HONG KONG — Named one of the world’s most intriguing billionaire heiresses by Forbes magazine, singer and thesp Josie Ho Chiu-yee recently demonstrated her acting chops in Steven Soderbergh’s “Contagion.”

Her father, Stanley Ho Hung-sung, is one of the world’s richest men, with a multibillion-dollar fortune from casinos in Macau. (He helped transform the former Portuguese colony into a gaming enclave that now does more business than Las Vegas.)

Josie Ho has done more than 30 movies and has four pics opening in the next few months, including Johnnie To’s latest, “Motorway.” Next year, she’ll star in Hany Abu Assad’s “The Courier” opposite Jeffrey Dean Morgan, Mickey Rourke and Til Schwieger.

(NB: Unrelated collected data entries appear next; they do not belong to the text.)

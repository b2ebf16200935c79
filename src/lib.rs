//! # cmdnest
//!
//! Nested command plugins for your terminal.
//!
//! A plugin is a directory of command scripts with markdown help documents.
//! cmdnest activates the plugin whose trigger matches the invocation and
//! dispatches the command through aliases, routers, direct handlers and
//! nested `default` command groups.
//!
//! ## Quick Start
//!
//! ```bash
//! # Install
//! cargo install cmdnest
//!
//! # List every plugin's commands
//! cmdnest
//!
//! # Run a plugin command
//! cmdnest deploy install --force
//! ```
//!
//! ## Library use
//!
//! ```no_run
//! use cmdnest::output::ConsolePrinter;
//! use cmdnest::plugin::{handler_fn, DispatchContext, PluginConfig, PluginInstance};
//!
//! # fn main() -> Result<(), Box<dyn std::error::Error>> {
//! let mut printer = ConsolePrinter::stdout(true);
//! let mut ctx = DispatchContext::new(&mut printer);
//!
//! let mut plugin = PluginInstance::new(PluginConfig::by_path("tools/deploy"))?;
//! plugin.start(&mut ctx)?;
//! if let Some(commands) = plugin.commands_mut() {
//!     commands.register("ping", handler_fn(|_| Ok(0)));
//! }
//!
//! let outcome = plugin.run_command(Some("ping"), &[], &mut ctx)?;
//! std::process::exit(outcome.exit_code().unwrap_or(0));
//! # }
//! ```

#![forbid(unsafe_code)]
#![warn(clippy::all, clippy::pedantic, clippy::nursery)]
// Allow common patterns that are intentional in this codebase
#![allow(clippy::module_name_repetitions)]
#![allow(clippy::must_use_candidate)]
#![allow(clippy::missing_errors_doc)]
#![allow(clippy::missing_const_for_fn)]
#![allow(clippy::doc_markdown)]
#![allow(clippy::return_self_not_must_use)]
#![allow(clippy::option_if_let_else)]
#![allow(clippy::map_unwrap_or)]
#![allow(clippy::missing_fields_in_debug)]
#![allow(clippy::missing_panics_doc)]
#![allow(clippy::needless_pass_by_value)]
#![allow(clippy::redundant_closure_for_method_calls)]
#![allow(clippy::use_self)]

pub mod core;
pub mod output;
pub mod plugin;

// Re-export commonly used types
pub use core::AppConfig;
pub use plugin::{
    Dispatch, DispatchContext, PluginConfig, PluginError, PluginInstance, PluginResult,
};

/// Library version
pub const VERSION: &str = env!("CARGO_PKG_VERSION");

/// Application name
pub const APP_NAME: &str = "cmdnest";
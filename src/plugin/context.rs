//! Per-invocation dispatch state, argument window and outcomes.

use super::{HelpEntry, Locals, PluginResult};
use crate::output::Printer;

/// Hint printed after a listing when no header was shown.
pub const HELP_HINT: &str = "To display help add 'help': <plugin> <command> help";

/// State threaded through one top-level dispatch and every nested delegation.
pub struct DispatchContext<'p> {
    printer: &'p mut dyn Printer,
    banner_shown: bool,
    pass_through: bool,
    host_version: Option<String>,
    program: String,
    locals: Locals,
}

impl<'p> DispatchContext<'p> {
    /// Create a context printing through `printer`.
    pub fn new(printer: &'p mut dyn Printer) -> Self {
        Self {
            printer,
            banner_shown: false,
            pass_through: false,
            host_version: None,
            program: crate::APP_NAME.to_string(),
            locals: Locals::new(),
        }
    }

    /// Show a one-time header with this host version above the first listing.
    #[must_use]
    pub fn with_host_version(mut self, version: impl Into<String>) -> Self {
        self.host_version = Some(version.into());
        self
    }

    /// Label printed before every help entry.
    #[must_use]
    pub fn with_program(mut self, program: impl Into<String>) -> Self {
        self.program = program.into();
        self
    }

    /// Caller-supplied context forwarded to routers and handlers.
    #[must_use]
    pub fn with_locals(mut self, locals: Locals) -> Self {
        self.locals = locals;
        self
    }

    /// Whether the listing header has already been printed.
    pub fn banner_shown(&self) -> bool {
        self.banner_shown
    }

    /// Whether the current top-level call runs in pass-through mode.
    pub fn pass_through(&self) -> bool {
        self.pass_through
    }

    pub(crate) fn set_pass_through(&mut self, pass_through: bool) {
        self.pass_through = pass_through;
    }

    /// Caller-supplied context.
    pub fn locals(&self) -> &Locals {
        &self.locals
    }

    /// Output sink.
    pub fn printer(&mut self) -> &mut dyn Printer {
        &mut *self.printer
    }

    /// Print a help listing, with the header the first time around.
    pub fn print_listing(&mut self, entries: &[HelpEntry]) -> PluginResult<()> {
        if !self.banner_shown {
            if let Some(version) = &self.host_version {
                self.printer.header(version)?;
                self.banner_shown = true;
            }
        }

        for entry in entries {
            self.printer.help_entry(&self.program, entry)?;
        }

        if !self.banner_shown {
            self.printer.hint(HELP_HINT)?;
        }
        Ok(())
    }
}

impl std::fmt::Debug for DispatchContext<'_> {
    fn fmt(&self, f: &mut std::fmt::Formatter<'_>) -> std::fmt::Result {
        f.debug_struct("DispatchContext")
            .field("banner_shown", &self.banner_shown)
            .field("pass_through", &self.pass_through)
            .field("host_version", &self.host_version)
            .field("program", &self.program)
            .field("locals", &self.locals)
            .finish()
    }
}

/// The argument window of one dispatch level.
#[derive(Debug, Clone, Copy, PartialEq, Eq)]
pub struct ArgCursor<'a> {
    /// Command at this level.
    pub command: Option<&'a str>,
    /// Arguments after the command.
    pub rest: &'a [String],
    /// Command consumed by the level above, if any.
    pub parent: Option<&'a str>,
}

impl<'a> ArgCursor<'a> {
    /// Window over a command and its arguments.
    pub fn new(command: Option<&'a str>, rest: &'a [String]) -> Self {
        Self { command, rest, parent: None }
    }

    /// The first argument after the command.
    pub fn first(&self) -> Option<&'a str> {
        self.rest.first().map(String::as_str)
    }

    /// Arguments after the first one.
    pub fn tail(&self) -> &'a [String] {
        self.rest.get(1..).unwrap_or(&[])
    }

    /// Shift the window one position left: the first argument becomes the
    /// command and the current command becomes the parent.
    #[must_use]
    pub fn shift(&self) -> Self {
        Self { command: self.first(), rest: self.tail(), parent: self.command }
    }
}

/// Why help was displayed.
#[derive(Debug, Clone, PartialEq, Eq)]
pub enum HelpReason {
    /// No command, or the literal `help` command.
    Requested,
    /// `<command> help`: the command's own document was shown.
    CommandDoc(String),
    /// The command could not be resolved.
    NotFound(String),
}

/// Result of dispatching one command.
#[derive(Debug, Clone, PartialEq, Eq)]
#[must_use]
pub enum Dispatch {
    /// A direct handler ran and returned this exit code.
    Handled(i32),
    /// A router ran and returned this exit code.
    Routed(i32),
    /// A nested default group took the command.
    Delegated(Box<Dispatch>),
    /// Help was displayed instead of running anything.
    HelpShown(HelpReason),
    /// Nothing matched and the plugin lets the caller try elsewhere.
    NotHandled,
}

impl Dispatch {
    /// Check whether the plugin took responsibility for the command.
    pub fn is_handled(&self) -> bool {
        !matches!(self, Self::NotHandled)
    }

    /// The innermost outcome behind any delegation.
    pub fn innermost(&self) -> &Self {
        match self {
            Self::Delegated(inner) => inner.innermost(),
            other => other,
        }
    }

    /// Delegation depth.
    pub fn depth(&self) -> usize {
        match self {
            Self::Delegated(inner) => 1 + inner.depth(),
            _ => 0,
        }
    }

    /// Process exit code, or `None` when not handled.
    pub fn exit_code(&self) -> Option<i32> {
        match self.innermost() {
            Self::Handled(code) | Self::Routed(code) => Some(*code),
            Self::HelpShown(HelpReason::Requested | HelpReason::CommandDoc(_)) => Some(0),
            Self::HelpShown(HelpReason::NotFound(_)) => Some(1),
            Self::NotHandled | Self::Delegated(_) => None,
        }
    }
}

She has made seven albums, and in July released “Third Eye” in China, where her band, Josie Ho & the Uni Boys, tours frequently.

All of this came despite serious opposition to her going on stage — traditional Chinese families frown on performers.

“My family is really strict coming from the finance world, really traditional. It’s not like they don’t respect art, but old Chinese people look at actors and performers, and think they are from a lower class,” she says.But she got a taste of the biz bug when she was 17 and her father asked her to take part in the Miss Macau beauty pageant — he was short on competitors.

“I said no,” she recalls. “I weighed 130 pounds and was 5 foot 3, and I don’t like to show myself in a bathing costume. But my sisters said, ‘Turn this into an opportunity and ask dad if you can sing.’ ”

To escape her family’s shadow, Ho took off for Taiwan as a warbler. When she returned to Hong Kong she landed a movie role.

“I didn’t even know where the camera was,” she says. “But the market was good (and) I got more and more movies. Then I got really serious about acting.”

Despite wealth and family feuds, Ho say she’s proud of her independence. “I can make enough for myself.”